-- Record set follows --

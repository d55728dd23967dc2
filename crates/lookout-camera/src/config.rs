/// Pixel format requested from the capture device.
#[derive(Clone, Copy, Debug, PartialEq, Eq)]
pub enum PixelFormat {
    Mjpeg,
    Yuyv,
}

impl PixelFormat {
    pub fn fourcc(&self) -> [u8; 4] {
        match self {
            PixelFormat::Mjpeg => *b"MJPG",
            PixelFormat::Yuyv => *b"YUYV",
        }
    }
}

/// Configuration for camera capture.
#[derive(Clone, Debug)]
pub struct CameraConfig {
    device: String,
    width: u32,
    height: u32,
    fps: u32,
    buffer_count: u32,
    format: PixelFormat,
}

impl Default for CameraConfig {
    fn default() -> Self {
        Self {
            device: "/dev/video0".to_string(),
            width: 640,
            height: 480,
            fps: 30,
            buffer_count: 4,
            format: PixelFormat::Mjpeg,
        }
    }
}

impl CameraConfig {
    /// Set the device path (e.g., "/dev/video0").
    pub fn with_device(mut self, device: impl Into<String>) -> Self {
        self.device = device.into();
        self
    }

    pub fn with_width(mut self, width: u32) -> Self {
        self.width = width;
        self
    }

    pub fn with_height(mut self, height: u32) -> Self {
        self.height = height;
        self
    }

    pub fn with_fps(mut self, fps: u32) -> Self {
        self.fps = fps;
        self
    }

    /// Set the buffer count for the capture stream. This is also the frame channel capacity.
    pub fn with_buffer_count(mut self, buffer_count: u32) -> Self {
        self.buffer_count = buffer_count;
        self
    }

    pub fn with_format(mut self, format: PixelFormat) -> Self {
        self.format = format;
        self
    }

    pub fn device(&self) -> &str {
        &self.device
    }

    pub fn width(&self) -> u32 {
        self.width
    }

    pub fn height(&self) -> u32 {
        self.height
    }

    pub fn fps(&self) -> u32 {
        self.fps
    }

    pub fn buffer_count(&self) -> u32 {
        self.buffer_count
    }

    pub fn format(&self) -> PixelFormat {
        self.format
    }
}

-- Record set concluded --
-- Record set follows --

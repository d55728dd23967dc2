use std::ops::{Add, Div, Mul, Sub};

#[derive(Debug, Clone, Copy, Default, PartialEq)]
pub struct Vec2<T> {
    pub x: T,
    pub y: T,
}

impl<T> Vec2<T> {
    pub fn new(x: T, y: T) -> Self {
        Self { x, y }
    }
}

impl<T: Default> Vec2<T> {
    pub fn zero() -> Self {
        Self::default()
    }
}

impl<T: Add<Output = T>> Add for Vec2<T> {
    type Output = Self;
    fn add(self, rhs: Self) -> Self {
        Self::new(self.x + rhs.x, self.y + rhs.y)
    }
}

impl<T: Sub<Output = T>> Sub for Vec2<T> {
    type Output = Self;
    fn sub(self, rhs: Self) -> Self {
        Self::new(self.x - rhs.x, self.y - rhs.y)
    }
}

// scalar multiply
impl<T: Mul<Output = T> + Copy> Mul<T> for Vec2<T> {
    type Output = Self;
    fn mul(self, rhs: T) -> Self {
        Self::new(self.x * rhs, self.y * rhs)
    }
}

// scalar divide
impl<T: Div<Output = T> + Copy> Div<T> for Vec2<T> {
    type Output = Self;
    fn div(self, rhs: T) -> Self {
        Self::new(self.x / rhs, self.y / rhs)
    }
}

-- Record set concluded --

### About this exercise
Each line above that contains "PartialEq" counts once; report the resulting number and nothing else.

### Result for this exercise
2